Stored items
┏━━
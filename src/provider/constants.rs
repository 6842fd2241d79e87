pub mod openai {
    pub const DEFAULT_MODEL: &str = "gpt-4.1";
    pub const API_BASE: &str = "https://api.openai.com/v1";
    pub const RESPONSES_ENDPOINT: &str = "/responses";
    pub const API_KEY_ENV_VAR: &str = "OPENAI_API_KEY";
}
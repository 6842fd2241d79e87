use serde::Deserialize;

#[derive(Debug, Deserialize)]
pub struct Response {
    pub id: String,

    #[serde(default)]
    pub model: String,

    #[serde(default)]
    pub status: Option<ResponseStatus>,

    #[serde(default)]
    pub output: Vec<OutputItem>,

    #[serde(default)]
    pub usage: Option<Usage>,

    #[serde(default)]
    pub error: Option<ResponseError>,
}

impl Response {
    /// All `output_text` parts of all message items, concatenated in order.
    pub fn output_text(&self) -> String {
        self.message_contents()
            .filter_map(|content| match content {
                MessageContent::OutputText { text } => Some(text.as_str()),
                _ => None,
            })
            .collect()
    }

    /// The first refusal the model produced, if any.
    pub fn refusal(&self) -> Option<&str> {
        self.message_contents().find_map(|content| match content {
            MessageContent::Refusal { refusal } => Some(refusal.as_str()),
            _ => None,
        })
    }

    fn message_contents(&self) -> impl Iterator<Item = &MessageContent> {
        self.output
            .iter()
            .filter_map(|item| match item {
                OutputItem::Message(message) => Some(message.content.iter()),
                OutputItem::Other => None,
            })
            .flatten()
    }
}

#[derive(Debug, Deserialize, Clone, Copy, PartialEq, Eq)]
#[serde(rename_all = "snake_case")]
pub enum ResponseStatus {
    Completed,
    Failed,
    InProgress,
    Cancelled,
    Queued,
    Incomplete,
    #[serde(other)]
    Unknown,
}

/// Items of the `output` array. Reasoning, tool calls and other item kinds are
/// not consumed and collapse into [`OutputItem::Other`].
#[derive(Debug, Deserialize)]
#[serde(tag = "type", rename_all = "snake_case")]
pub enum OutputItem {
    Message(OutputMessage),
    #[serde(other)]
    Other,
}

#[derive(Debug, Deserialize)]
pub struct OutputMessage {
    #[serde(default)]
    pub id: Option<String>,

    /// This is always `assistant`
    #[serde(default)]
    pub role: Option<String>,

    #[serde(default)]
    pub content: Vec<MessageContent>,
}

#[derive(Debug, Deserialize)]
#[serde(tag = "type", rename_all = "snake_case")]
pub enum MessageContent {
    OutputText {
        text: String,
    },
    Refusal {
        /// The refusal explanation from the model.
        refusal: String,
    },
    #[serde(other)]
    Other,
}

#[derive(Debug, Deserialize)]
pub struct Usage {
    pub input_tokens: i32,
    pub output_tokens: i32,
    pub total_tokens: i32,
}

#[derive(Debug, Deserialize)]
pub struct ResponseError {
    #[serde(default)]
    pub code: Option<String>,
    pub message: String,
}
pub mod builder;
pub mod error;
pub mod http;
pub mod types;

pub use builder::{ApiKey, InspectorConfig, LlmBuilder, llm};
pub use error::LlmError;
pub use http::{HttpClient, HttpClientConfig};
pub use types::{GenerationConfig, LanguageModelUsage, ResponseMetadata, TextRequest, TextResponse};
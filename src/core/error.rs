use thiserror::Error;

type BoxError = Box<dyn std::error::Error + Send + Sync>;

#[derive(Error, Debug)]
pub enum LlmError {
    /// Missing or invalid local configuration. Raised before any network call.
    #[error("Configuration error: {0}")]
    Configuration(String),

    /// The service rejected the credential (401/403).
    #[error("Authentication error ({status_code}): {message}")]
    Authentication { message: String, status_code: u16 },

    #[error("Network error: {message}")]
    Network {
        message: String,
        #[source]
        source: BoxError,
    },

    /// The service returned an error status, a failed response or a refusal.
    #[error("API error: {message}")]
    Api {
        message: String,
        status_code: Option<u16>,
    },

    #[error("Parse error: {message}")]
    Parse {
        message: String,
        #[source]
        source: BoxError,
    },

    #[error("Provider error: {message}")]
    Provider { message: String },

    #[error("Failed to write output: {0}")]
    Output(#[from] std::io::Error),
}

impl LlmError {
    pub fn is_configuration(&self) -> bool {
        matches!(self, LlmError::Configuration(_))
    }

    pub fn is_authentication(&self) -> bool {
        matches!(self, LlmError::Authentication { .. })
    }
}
┗━━
» **Work order**: Transcribe all entries exactly as they are given.

» **Solution to the exercise**:
filename src/provider/constants.rs
repository 6842fd2241d79e87
pub mod openai {
    pub const DEFAULT_MODEL: &str = "gpt-4.1";
    pub const API_BASE: &str = "https://api.openai.com/v1";
    pub const RESPONSES_ENDPOINT: &str = "/responses";
    pub const API_KEY_ENV_VAR: &str = "OPENAI_API_KEY";
}
repository 6842fd2241d79e87
use serde::Deserialize;

#[derive(Debug, Deserialize)]
pub struct Response {
    pub id: String,

    #[serde(default)]
    pub model: String,

    #[serde(default)]
    pub status: Option<ResponseStatus>,

    #[serde(default)]
    pub output: Vec<OutputItem>,

    #[serde(default)]
    pub usage: Option<Usage>,

    #[serde(default)]
    pub error: Option<ResponseError>,
}

impl Response {
    /// All `output_text` parts of all message items, concatenated in order.
    pub fn output_text(&self) -> String {
        self.message_contents()
            .filter_map(|content| match content {
                MessageContent::OutputText { text } => Some(text.as_str()),
                _ => None,
            })
            .collect()
    }

    /// The first refusal the model produced, if any.
    pub fn refusal(&self) -> Option<&str> {
        self.message_contents().find_map(|content| match content {
            MessageContent::Refusal { refusal } => Some(refusal.as_str()),
            _ => None,
        })
    }

    fn message_contents(&self) -> impl Iterator<Item = &MessageContent> {
        self.output
            .iter()
            .filter_map(|item| match item {
                OutputItem::Message(message) => Some(message.content.iter()),
                OutputItem::Other => None,
            })
            .flatten()
    }
}

#[derive(Debug, Deserialize, Clone, Copy, PartialEq, Eq)]
#[serde(rename_all = "snake_case")]
pub enum ResponseStatus {
    Completed,
    Failed,
    InProgress,
    Cancelled,
    Queued,
    Incomplete,
    #[serde(other)]
    Unknown,
}

/// Items of the `output` array. Reasoning, tool calls and other item kinds are
/// not consumed and collapse into [`OutputItem::Other`].
#[derive(Debug, Deserialize)]
#[serde(tag = "type", rename_all = "snake_case")]
pub enum OutputItem {
    Message(OutputMessage),
    #[serde(other)]
    Other,
}

#[derive(Debug, Deserialize)]
pub struct OutputMessage {
    #[serde(default)]
    pub id: Option<String>,

    /// This is always `assistant`
    #[serde(default)]
    pub role: Option<String>,

    #[serde(default)]
    pub content: Vec<MessageContent>,
}

#[derive(Debug, Deserialize)]
#[serde(tag = "type", rename_all = "snake_case")]
pub enum MessageContent {
    OutputText {
        text: String,
    },
    Refusal {
        /// The refusal explanation from the model.
        refusal: String,
    },
    #[serde(other)]
    Other,
}

#[derive(Debug, Deserialize)]
pub struct Usage {
    pub input_tokens: i32,
    pub output_tokens: i32,
    pub total_tokens: i32,
}

#[derive(Debug, Deserialize)]
pub struct ResponseError {
    #[serde(default)]
    pub code: Option<String>,
    pub message: String,
}
pub mod builder;
pub mod error;
pub mod http;
pub mod types;

pub use builder::{ApiKey, InspectorConfig, LlmBuilder, llm};
pub use error::LlmError;
pub use http::{HttpClient, HttpClientConfig};
pub use types::{GenerationConfig, LanguageModelUsage, ResponseMetadata, TextRequest, TextResponse};
filename src/core/error.rs
use thiserror::Error;

type BoxError = Box<dyn std::error::Error + Send + Sync>;

#[derive(Error, Debug)]
pub enum LlmError {
    /// Missing or invalid local configuration. Raised before any network call.
    #[error("Configuration error: {0}")]
    Configuration(String),

    /// The service rejected the credential (401/403).
    #[error("Authentication error ({status_code}): {message}")]
    Authentication { message: String, status_code: u16 },

    #[error("Network error: {message}")]
    Network {
        message: String,
        #[source]
        source: BoxError,
    },

    /// The service returned an error status, a failed response or a refusal.
    #[error("API error: {message}")]
    Api {
        message: String,
        status_code: Option<u16>,
    },

    #[error("Parse error: {message}")]
    Parse {
        message: String,
        #[source]
        source: BoxError,
    },

    #[error("Provider error: {message}")]
    Provider { message: String },

    #[error("Failed to write output: {0}")]
    Output(#[from] std::io::Error),
}

impl LlmError {
    pub fn is_configuration(&self) -> bool {
        matches!(self, LlmError::Configuration(_))
    }

    pub fn is_authentication(&self) -> bool {
        matches!(self, LlmError::Authentication { .. })
    }
}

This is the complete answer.